Marketing: The marketing of the Nano did not imply that the main function of the product has changed but merely that the video was an accessory to the main function. In essence, the marketing used to promote the video function was “marketing hype”.

The Judgement

The Tribunal rejected HMRC’s assertion that it was the function of the product rather than the use that was relevant. It found that marketing or intended use may be determinative if it was ascertainable form the objective characteristics of the product and not dependent on subjective intention.

The Tribunal examined the characteristics of the Nano and made the following observations:

The design and size: The size and design of the Nano means that it is more suitable for its audio function than its video one. Its small size means that it is easily portable and the fact that the screen size was only two inches made it realistically unsuitable for watching video on a prolonged basis.

The memory: The Nano’s memory (4GB or 8GB) allows it to store either 1,000 or 2,000 songs (the equivalent to over 33 or 66 hours of music). However, in comparison it can only store up to 4 or 8 hours of video (and then only if the memory was wholly used for video.) Therefore the limited memory was far more detrimental to the video function than it was to the Nano’s audio function.

Furthermore, a more conventional video device mentioned in Commission Regulation 1056/2006 has a 30GB storage capacity and the ability to store 120 hours of digital video.

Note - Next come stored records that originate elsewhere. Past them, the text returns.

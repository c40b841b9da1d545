//! Validated configuration after merging CLI and TOML sources.
//!
//! This module contains the final, validated configuration that is used
//! by the application. All validation is performed during construction.

use std::fmt;
use std::path::Path;
use std::time::Duration;

use http::HeaderMap;
use http::header::{AUTHORIZATION, HeaderName, HeaderValue};
use url::Url;

use crate::apply::RetryPolicy;
use crate::coupling::{CoupledGroup, CouplingTable};
use crate::plan::{CoupledPacking, FreeOrder, PlannerPolicy};

use super::cli::Cli;
use super::defaults;
use super::error::{ConfigError, field};
use super::paths::expand_tilde;
use super::toml::TomlConfig;

/// Fully validated configuration ready for use by the application.
///
/// # Construction
///
/// Use [`ValidatedConfig::from_raw`] to create from CLI args and optional TOML config.
/// The function validates all inputs and returns errors for invalid configurations.
#[derive(Debug)]
pub struct ValidatedConfig {
    /// Control plane base URL. Only required by commands that reach it.
    pub endpoint: Option<Url>,

    /// HTTP headers sent with every control plane request
    pub headers: HeaderMap,

    /// Per-call timeout
    pub timeout: Duration,

    /// Chunk planner tunables
    pub planner: PlannerPolicy,

    /// Retry policy for transient remote failures
    pub retry_policy: RetryPolicy,

    /// Coupling knowledge base
    pub coupling: CouplingTable,

    /// Verbose logging enabled
    pub verbose: bool,
}

impl fmt::Display for ValidatedConfig {
    fn fmt(&self, f: &mut fmt::Formatter<'_>) -> fmt::Result {
        let endpoint = self
            .endpoint
            .as_ref()
            .map_or_else(|| "none".to_string(), ToString::to_string);

        write!(
            f,
            "Config {{ endpoint: {}, timeout: {}s, max_chunk_size: {}, coupled_packing: {}, \
             free_order: {}, retry: {}x/{}ms, coupling: {} default group(s) + {} family(ies) }}",
            endpoint,
            self.timeout.as_secs(),
            self.planner.max_chunk_size,
            self.planner.coupled_packing,
            self.planner.free_order,
            self.retry_policy.max_attempts,
            self.retry_policy.initial_delay.as_millis(),
            self.coupling.common().len(),
            self.coupling.family_count(),
        )
    }
}

impl ValidatedConfig {
    /// Creates a validated configuration from CLI arguments and optional TOML config.
    ///
    /// CLI arguments take precedence over TOML config values, which take
    /// precedence over built-in defaults.
    ///
    /// # Errors
    ///
    /// Returns an error if:
    /// - The endpoint is not a valid URL
    /// - A header is malformed
    /// - The timeout or chunk size is zero
    /// - The retry settings are inconsistent
    /// - A planner choice or coupling group is invalid
    pub fn from_raw(cli: &Cli, toml: Option<&TomlConfig>) -> Result<Self, ConfigError> {
        let endpoint = Self::resolve_endpoint(cli, toml)?;
        let headers = Self::resolve_headers(cli, toml)?;
        let timeout = Self::resolve_timeout(cli, toml)?;
        let planner = Self::build_planner_policy(cli, toml)?;
        let retry_policy = Self::build_retry_policy(cli, toml)?;
        let coupling = Self::build_coupling_table(toml)?;

        Ok(Self {
            endpoint,
            headers,
            timeout,
            planner,
            retry_policy,
            coupling,
            verbose: cli.verbose,
        })
    }

    /// Loads and merges configuration from CLI and optional config file.
    ///
    /// If `cli.config` is set, loads the TOML file from that path
    /// (a leading `~` is expanded).
    ///
    /// # Errors
    ///
    /// Returns an error if:
    /// - The config file cannot be read or parsed
    /// - The merged configuration is invalid
    pub fn load(cli: &Cli) -> Result<Self, ConfigError> {
        let toml = if let Some(ref path) = cli.config {
            Some(TomlConfig::load(&expand_tilde(path))?)
        } else {
            None
        };

        Self::from_raw(cli, toml.as_ref())
    }

    /// Returns the endpoint, or an error naming how to provide one.
    ///
    /// # Errors
    ///
    /// Returns [`ConfigError::MissingRequired`] if no endpoint was configured.
    pub fn require_endpoint(&self) -> Result<&Url, ConfigError> {
        self.endpoint.as_ref().ok_or_else(|| {
            ConfigError::missing(
                field::ENDPOINT,
                "Use --endpoint or set remote.endpoint in config file",
            )
        })
    }

    fn resolve_endpoint(cli: &Cli, toml: Option<&TomlConfig>) -> Result<Option<Url>, ConfigError> {
        let Some(url_str) = cli
            .endpoint
            .as_deref()
            .or_else(|| toml.and_then(|t| t.remote.endpoint.as_deref()))
        else {
            return Ok(None);
        };

        let url = Url::parse(url_str).map_err(|e| ConfigError::InvalidUrl {
            url: url_str.to_string(),
            reason: e.to_string(),
        })?;

        if url.cannot_be_a_base() {
            return Err(ConfigError::InvalidUrl {
                url: url_str.to_string(),
                reason: "cannot be used as a base URL".to_string(),
            });
        }

        Ok(Some(url))
    }

    fn resolve_headers(cli: &Cli, toml: Option<&TomlConfig>) -> Result<HeaderMap, ConfigError> {
        let mut headers = HeaderMap::new();

        // TOML first so CLI can override
        if let Some(toml) = toml {
            for (name, value) in &toml.remote.headers {
                let header_name = parse_header_name(name)?;
                let header_value = parse_header_value(name, value)?;
                headers.insert(header_name, header_value);
            }
        }

        for header_str in &cli.headers {
            let (name, value) = parse_header_string(header_str)?;
            let header_name = parse_header_name(&name)?;
            let header_value = parse_header_value(&name, &value)?;
            headers.insert(header_name, header_value);
        }

        let bearer = cli
            .bearer
            .as_deref()
            .or_else(|| toml.and_then(|t| t.remote.bearer.as_deref()));

        if let Some(token) = bearer {
            let auth_value = format!("Bearer {token}");
            let header_value = parse_header_value("Authorization", &auth_value)?;
            headers.insert(AUTHORIZATION, header_value);
        }

        Ok(headers)
    }

    fn resolve_timeout(cli: &Cli, toml: Option<&TomlConfig>) -> Result<Duration, ConfigError> {
        let seconds = cli
            .timeout
            .or_else(|| toml.and_then(|t| t.remote.timeout))
            .unwrap_or(defaults::TIMEOUT_SECS);

        if seconds == 0 {
            return Err(ConfigError::InvalidDuration {
                field: "timeout",
                reason: "must be greater than 0".to_string(),
            });
        }

        Ok(Duration::from_secs(seconds))
    }

    fn build_planner_policy(
        cli: &Cli,
        toml: Option<&TomlConfig>,
    ) -> Result<PlannerPolicy, ConfigError> {
        let planner = toml.map(|t| &t.planner);

        let max_chunk_size = cli
            .max_chunk_size
            .or_else(|| planner.and_then(|p| p.max_chunk_size))
            .unwrap_or(defaults::MAX_CHUNK_SIZE);

        if max_chunk_size == 0 {
            return Err(ConfigError::InvalidChunkSize(max_chunk_size));
        }

        let coupled_packing = match cli.coupled_packing {
            Some(arg) => arg.into(),
            None => planner
                .and_then(|p| p.coupled_packing.as_deref())
                .map(parse_coupled_packing)
                .transpose()?
                .unwrap_or_default(),
        };

        let free_order = match cli.free_order {
            Some(arg) => arg.into(),
            None => planner
                .and_then(|p| p.free_order.as_deref())
                .map(parse_free_order)
                .transpose()?
                .unwrap_or_default(),
        };

        Ok(PlannerPolicy::new()
            .with_max_chunk_size(max_chunk_size)
            .with_coupled_packing(coupled_packing)
            .with_free_order(free_order))
    }

    fn build_retry_policy(
        cli: &Cli,
        toml: Option<&TomlConfig>,
    ) -> Result<RetryPolicy, ConfigError> {
        let retry = toml.map(|t| &t.retry);

        let max_attempts = cli
            .retry_max
            .or_else(|| retry.and_then(|r| r.max_attempts))
            .unwrap_or(defaults::RETRY_MAX_ATTEMPTS);

        let initial_delay_ms = cli
            .retry_delay
            .or_else(|| retry.and_then(|r| r.initial_delay_ms))
            .unwrap_or(defaults::RETRY_INITIAL_DELAY_MS);

        let max_delay_ms = retry
            .and_then(|r| r.max_delay_ms)
            .unwrap_or(defaults::RETRY_MAX_DELAY_MS);

        let multiplier = retry
            .and_then(|r| r.multiplier)
            .unwrap_or(defaults::RETRY_MULTIPLIER);

        let jitter = retry
            .and_then(|r| r.jitter)
            .unwrap_or(defaults::RETRY_JITTER);

        if max_attempts == 0 {
            return Err(ConfigError::InvalidRetry(
                "max_attempts must be greater than 0".to_string(),
            ));
        }

        if initial_delay_ms == 0 {
            return Err(ConfigError::InvalidRetry(
                "initial_delay_ms must be greater than 0".to_string(),
            ));
        }

        if multiplier <= 0.0 || !multiplier.is_finite() {
            return Err(ConfigError::InvalidRetry(
                "multiplier must be a positive finite number".to_string(),
            ));
        }

        if !(0.0..=1.0).contains(&jitter) {
            return Err(ConfigError::InvalidRetry(
                "jitter must be between 0.0 and 1.0".to_string(),
            ));
        }

        if max_delay_ms < initial_delay_ms {
            return Err(ConfigError::InvalidRetry(format!(
                "max_delay_ms ({max_delay_ms}) must be >= initial_delay_ms ({initial_delay_ms})"
            )));
        }

        Ok(RetryPolicy::new()
            .with_max_attempts(max_attempts)
            .with_initial_delay(Duration::from_millis(initial_delay_ms))
            .with_max_delay(Duration::from_millis(max_delay_ms))
            .with_multiplier(multiplier)
            .with_jitter(jitter))
    }

    fn build_coupling_table(toml: Option<&TomlConfig>) -> Result<CouplingTable, ConfigError> {
        let Some(coupling) = toml.map(|t| &t.coupling) else {
            return Ok(CouplingTable::builtin());
        };

        let mut table = match &coupling.groups {
            Some(groups) => {
                let mut table = CouplingTable::empty();
                for members in groups {
                    table = table.with_common_group(parse_group("default", members)?);
                }
                table
            }
            None => CouplingTable::builtin(),
        };

        for (family, groups) in &coupling.families {
            for members in groups {
                table = table.with_family_group(family, parse_group(family, members)?);
            }
        }

        Ok(table)
    }
}

/// Writes the default configuration template to a file.
///
/// An existing file is only replaced when `force` is set.
///
/// # Errors
///
/// Returns an error if the file exists and `force` is false, or if it
/// cannot be written.
pub fn write_default_config(path: &Path, force: bool) -> Result<(), ConfigError> {
    let path = expand_tilde(path);
    if !force && path.exists() {
        return Err(ConfigError::FileExists { path });
    }

    let template = super::toml::default_config_template();
    std::fs::write(&path, template).map_err(|e| ConfigError::FileWrite { path, source: e })
}

// Helper functions

fn parse_coupled_packing(s: &str) -> Result<CoupledPacking, ConfigError> {
    match s.to_lowercase().as_str() {
        "isolated" => Ok(CoupledPacking::Isolated),
        "fill" => Ok(CoupledPacking::Fill),
        _ => Err(ConfigError::InvalidChoice {
            field: "coupled_packing",
            value: s.to_string(),
            expected: "isolated or fill",
        }),
    }
}

fn parse_free_order(s: &str) -> Result<FreeOrder, ConfigError> {
    match s.to_lowercase().as_str() {
        "input" => Ok(FreeOrder::Input),
        "immediate-first" | "immediate_first" => Ok(FreeOrder::ImmediateFirst),
        _ => Err(ConfigError::InvalidChoice {
            field: "free_order",
            value: s.to_string(),
            expected: "input or immediate-first",
        }),
    }
}

fn parse_group(scope: &str, members: &[String]) -> Result<CoupledGroup, ConfigError> {
    CoupledGroup::new(members.iter().map(String::as_str)).map_err(|source| ConfigError::InvalidCoupling {
        scope: scope.to_string(),
        source,
    })
}

fn parse_header_string(s: &str) -> Result<(String, String), ConfigError> {
    // "Key=Value" first
    if let Some((name, value)) = s.split_once('=') {
        return Ok((name.trim().to_string(), value.trim().to_string()));
    }

    if let Some((name, value)) = s.split_once(':') {
        return Ok((name.trim().to_string(), value.trim().to_string()));
    }

    Err(ConfigError::InvalidHeader {
        value: s.to_string(),
    })
}

fn parse_header_name(name: &str) -> Result<HeaderName, ConfigError> {
    name.parse::<HeaderName>()
        .map_err(|e| ConfigError::InvalidHeaderName {
            name: name.to_string(),
            reason: e.to_string(),
        })
}

fn parse_header_value(name: &str, value: &str) -> Result<HeaderValue, ConfigError> {
    HeaderValue::from_str(value).map_err(|e| ConfigError::InvalidHeaderValue {
        name: name.to_string(),
        reason: e.to_string(),
    })
}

Compatibility: Whereas it is possible to transfer any CD into “iTunes” and then onto the Nano, it is not possible to do the same with DVDs. This makes it impossible therefore to watch DVDs on the Nano without converting the DVDs to a different format first, which will take time, and using third party software, will come at an additional cost.

The principal function

The Tribunal stated that the test to determine the principal function (if there indeed was one) was to consider which function would, if removed, most impact upon the functional utility of the device? Removal of the audio function would render the Nano a “flawed device” with a screen size, design, video, compatibility and memory inadequate for proper use. By contrast, removal of the video function would not have such a significant impact on the Nano especially bearing in mind that the first and second generation did not have video capability.

The Tribunal therefore ruled that the correct classification for the Nano was indeed 8519 rather than 8521.


ITS Observations

This case once again highlights the potential difficulties of classifying a dual or multi-purpose product.

It is a little disappointing that a Departmental Review categorically agreed with the original Binding Tariff Ruling and this would suggest that there are flaws with the present system. There is sufficient precedence in case-law to enable identification of a “principal function” of a product by a variety of methods and when they are all applied in the present scenario. The key test pointed to the fact that the principal function of a Nano is indeed its audio function. Quite simply if you removed the audio function, you are pretty much left with a useless product. Furthermore, it is interesting to note that HMRC explained the original BTI as having been achieved following rules 1 and 6 of the GIR but during the actual proceedings referred to GIR 3© rather than 1 or 6.

HMRC is in between a rock and a hard place. With extremely stretched resources, HMRC is being expected to “do more with less”. The job of HMRC is to collect revenue and in cases where two codes are competing against each other, we would suggest HMRC will plump for the one that attracts more duty or face the possible wrath of the EU. Realistically, the chances of a Departmental Review overruling a classification expert are slim it is often better for an importer to elect to skip the Departmental Review stage and go straight to tribunal.

1 “3. Unless the context otherwise requires, composite machines consisting of two or more machines fitted together to form a whole and other machines designed for the purpose of performing two or more complementary or alternative functions are to be classified as if consisting only of that component or as being that machine which performs the principal function.”